Copy every record below exactly.

(Entries taken from a collection)
Segment Open

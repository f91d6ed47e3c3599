//! Config Validation Tests
//!
//! Typo detection, range validation and file loading of the analysis config,
//! exercised independently from the inverters.

use std::io::Write;

use hydro_inversion::config::validation::{
    known_config_keys, suggest_correction, validate_physical_ranges, validate_unknown_keys,
};
use hydro_inversion::config::{AnalysisConfig, ConfigError};

// ============================================================================
// Typo Detection
// ============================================================================

#[test]
fn typo_in_lugeon_band_warns_with_suggestion() {
    let toml_str = r#"
[lugeon]
cv_excelent = 0.15
"#;
    let warnings = validate_unknown_keys(toml_str);
    assert_eq!(warnings.len(), 1, "Expected exactly 1 warning");
    assert!(warnings[0].field.contains("cv_excelent"));
    assert_eq!(
        warnings[0].suggestion.as_deref(),
        Some("lugeon.cv_excellent"),
        "Should suggest the correct spelling"
    );
}

#[test]
fn misspelled_section_warns() {
    let warnings = validate_unknown_keys("[anomally]\nzscore_threshold = 3.0\n");
    assert!(warnings.iter().any(|w| w.field == "anomally"));
    let section = warnings
        .iter()
        .find(|w| w.field == "anomally")
        .and_then(|w| w.suggestion.clone());
    assert_eq!(section.as_deref(), Some("anomaly"));
}

#[test]
fn valid_document_has_no_warnings() {
    let toml_str = r#"
[theis]
initial_transmissivity = 5e-4
min_points = 4

[cooper_jacob]
u_limit = 0.01

[piezometry]
days_per_year = 365.0
"#;
    assert!(validate_unknown_keys(toml_str).is_empty());
}

#[test]
fn suggestion_requires_small_edit_distance() {
    let known = known_config_keys();
    assert_eq!(
        suggest_correction("porchet.k_mx", &known).as_deref(),
        Some("porchet.k_max")
    );
    assert!(suggest_correction("geostatistics.variogram", &known).is_none());
}

// ============================================================================
// Range and Consistency Validation
// ============================================================================

#[test]
fn defaults_are_valid() {
    let config = AnalysisConfig::default();
    assert!(config.validate().is_ok());
    let (errors, warnings) = validate_physical_ranges(&config);
    assert!(errors.is_empty());
    assert!(warnings.is_empty());
}

#[test]
fn reversed_cv_bands_rejected() {
    let result = AnalysisConfig::from_toml_str("[lugeon]\ncv_good = 0.6\ncv_fair = 0.4\n");
    match result {
        Err(ConfigError::Validation(errors)) => {
            assert!(errors.iter().any(|e| e.contains("lugeon.cv_good/cv_fair")), "{errors:?}");
        }
        other => panic!("expected validation error, got {other:?}"),
    }
}

#[test]
fn inverted_search_bounds_rejected() {
    let result = AnalysisConfig::from_toml_str("[porchet]\nk_min = 1e-2\nk_max = 1e-7\ninitial_k = 1e-4\n");
    assert!(matches!(result, Err(ConfigError::Validation(_))));
}

#[test]
fn initial_storativity_outside_unit_interval_rejected() {
    let mut config = AnalysisConfig::default();
    config.theis.initial_storativity = 1.2;
    let (errors, _) = validate_physical_ranges(&config);
    assert!(errors.iter().any(|e| e.contains("theis.initial_storativity")));
    assert!(config.validate().is_err());
}

#[test]
fn low_zscore_threshold_only_warns() {
    let mut config = AnalysisConfig::default();
    config.anomaly.zscore_threshold = 1.5;
    let (errors, warnings) = validate_physical_ranges(&config);
    assert!(errors.is_empty());
    assert!(warnings.iter().any(|w| w.field == "anomaly.zscore_threshold"));
    assert!(config.validate().is_ok());
}

#[test]
fn malformed_toml_is_parse_error() {
    let result = AnalysisConfig::from_toml_str("[theis\nmin_points = 3");
    assert!(matches!(result, Err(ConfigError::Parse(_, _))));
}

// ============================================================================
// File Loading
// ============================================================================

#[test]
fn partial_file_keeps_defaults_for_missing_keys() {
    let mut file = tempfile::NamedTempFile::new().unwrap();
    writeln!(file, "[validation]\nt_high = 0.05\n\n[fitting]\nmulti_start = true").unwrap();

    let config = AnalysisConfig::load_from_file(file.path()).unwrap();
    assert_eq!(config.validation.t_high, 0.05);
    assert!(config.fitting.multi_start);
    assert_eq!(config.validation.s_low, 1e-6);
    assert_eq!(config.theis, AnalysisConfig::default().theis);
}

#[test]
fn save_then_load_preserves_config() {
    let dir = tempfile::tempdir().unwrap();
    let path = dir.path().join("hydro_config.toml");

    let mut config = AnalysisConfig::default();
    config.cooper_jacob.u_limit = 0.01;
    config.anomaly.spatial_neighbors = 8;
    config.save_to_file(&path).unwrap();

    let loaded = AnalysisConfig::load_from_file(&path).unwrap();
    assert_eq!(loaded, config);
}

#[test]
fn missing_file_is_io_error() {
    let dir = tempfile::tempdir().unwrap();
    let result = AnalysisConfig::load_from_file(&dir.path().join("absent.toml"));
    assert!(matches!(result, Err(ConfigError::Io(_, _))));
}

Segment Closed

* _Expected answer_
repository f91d6ed47e3c3599
//! Config Validation Tests
//!
//! Typo detection, range validation and file loading of the analysis config,
//! exercised independently from the inverters.

use std::io::Write;

use hydro_inversion::config::validation::{
    known_config_keys, suggest_correction, validate_physical_ranges, validate_unknown_keys,
};
use hydro_inversion::config::{AnalysisConfig, ConfigError};

// ============================================================================
// Typo Detection
// ============================================================================

#[test]
fn typo_in_lugeon_band_warns_with_suggestion() {
    let toml_str = r#"
[lugeon]
cv_excelent = 0.15
"#;
    let warnings = validate_unknown_keys(toml_str);
    assert_eq!(warnings.len(), 1, "Expected exactly 1 warning");
    assert!(warnings[0].field.contains("cv_excelent"));
    assert_eq!(
        warnings[0].suggestion.as_deref(),
        Some("lugeon.cv_excellent"),
        "Should suggest the correct spelling"
    );
}

#[test]
fn misspelled_section_warns() {
    let warnings = validate_unknown_keys("[anomally]\nzscore_threshold = 3.0\n");
    assert!(warnings.iter().any(|w| w.field == "anomally"));
    let section = warnings
        .iter()
        .find(|w| w.field == "anomally")
        .and_then(|w| w.suggestion.clone());
    assert_eq!(section.as_deref(), Some("anomaly"));
}

#[test]
fn valid_document_has_no_warnings() {
    let toml_str = r#"
[theis]
initial_transmissivity = 5e-4
min_points = 4

[cooper_jacob]
u_limit = 0.01

[piezometry]
days_per_year = 365.0
"#;
    assert!(validate_unknown_keys(toml_str).is_empty());
}

#[test]
fn suggestion_requires_small_edit_distance() {
    let known = known_config_keys();
    assert_eq!(
        suggest_correction("porchet.k_mx", &known).as_deref(),
        Some("porchet.k_max")
    );
    assert!(suggest_correction("geostatistics.variogram", &known).is_none());
}

// ============================================================================
// Range and Consistency Validation
// ============================================================================

#[test]
fn defaults_are_valid() {
    let config = AnalysisConfig::default();
    assert!(config.validate().is_ok());
    let (errors, warnings) = validate_physical_ranges(&config);
    assert!(errors.is_empty());
    assert!(warnings.is_empty());
}

#[test]
fn reversed_cv_bands_rejected() {
    let result = AnalysisConfig::from_toml_str("[lugeon]\ncv_good = 0.6\ncv_fair = 0.4\n");
    match result {
        Err(ConfigError::Validation(errors)) => {
            assert!(errors.iter().any(|e| e.contains("lugeon.cv_good/cv_fair")), "{errors:?}");
        }
        other => panic!("expected validation error, got {other:?}"),
    }
}

#[test]
fn inverted_search_bounds_rejected() {
    let result = AnalysisConfig::from_toml_str("[porchet]\nk_min = 1e-2\nk_max = 1e-7\ninitial_k = 1e-4\n");
    assert!(matches!(result, Err(ConfigError::Validation(_))));
}

#[test]
fn initial_storativity_outside_unit_interval_rejected() {
    let mut config = AnalysisConfig::default();
    config.theis.initial_storativity = 1.2;
    let (errors, _) = validate_physical_ranges(&config);
    assert!(errors.iter().any(|e| e.contains("theis.initial_storativity")));
    assert!(config.validate().is_err());
}

#[test]
fn low_zscore_threshold_only_warns() {
    let mut config = AnalysisConfig::default();
    config.anomaly.zscore_threshold = 1.5;
    let (errors, warnings) = validate_physical_ranges(&config);
    assert!(errors.is_empty());
    assert!(warnings.iter().any(|w| w.field == "anomaly.zscore_threshold"));
    assert!(config.validate().is_ok());
}

#[test]
fn malformed_toml_is_parse_error() {
    let result = AnalysisConfig::from_toml_str("[theis\nmin_points = 3");
    assert!(matches!(result, Err(ConfigError::Parse(_, _))));
}

// ============================================================================
// File Loading
// ============================================================================

#[test]
fn partial_file_keeps_defaults_for_missing_keys() {
    let mut file = tempfile::NamedTempFile::new().unwrap();
    writeln!(file, "[validation]\nt_high = 0.05\n\n[fitting]\nmulti_start = true").unwrap();

    let config = AnalysisConfig::load_from_file(file.path()).unwrap();
    assert_eq!(config.validation.t_high, 0.05);
    assert!(config.fitting.multi_start);
    assert_eq!(config.validation.s_low, 1e-6);
    assert_eq!(config.theis, AnalysisConfig::default().theis);
}

#[test]
fn save_then_load_preserves_config() {
    let dir = tempfile::tempdir().unwrap();
    let path = dir.path().join("hydro_config.toml");

    let mut config = AnalysisConfig::default();
    config.cooper_jacob.u_limit = 0.01;
    config.anomaly.spatial_neighbors = 8;
    config.save_to_file(&path).unwrap();

    let loaded = AnalysisConfig::load_from_file(&path).unwrap();
    assert_eq!(loaded, config);
}

#[test]
fn missing_file_is_io_error() {
    let dir = tempfile::tempdir().unwrap();
    let result = AnalysisConfig::load_from_file(&dir.path().join("absent.toml"));
    assert!(matches!(result, Err(ConfigError::Io(_, _))));
}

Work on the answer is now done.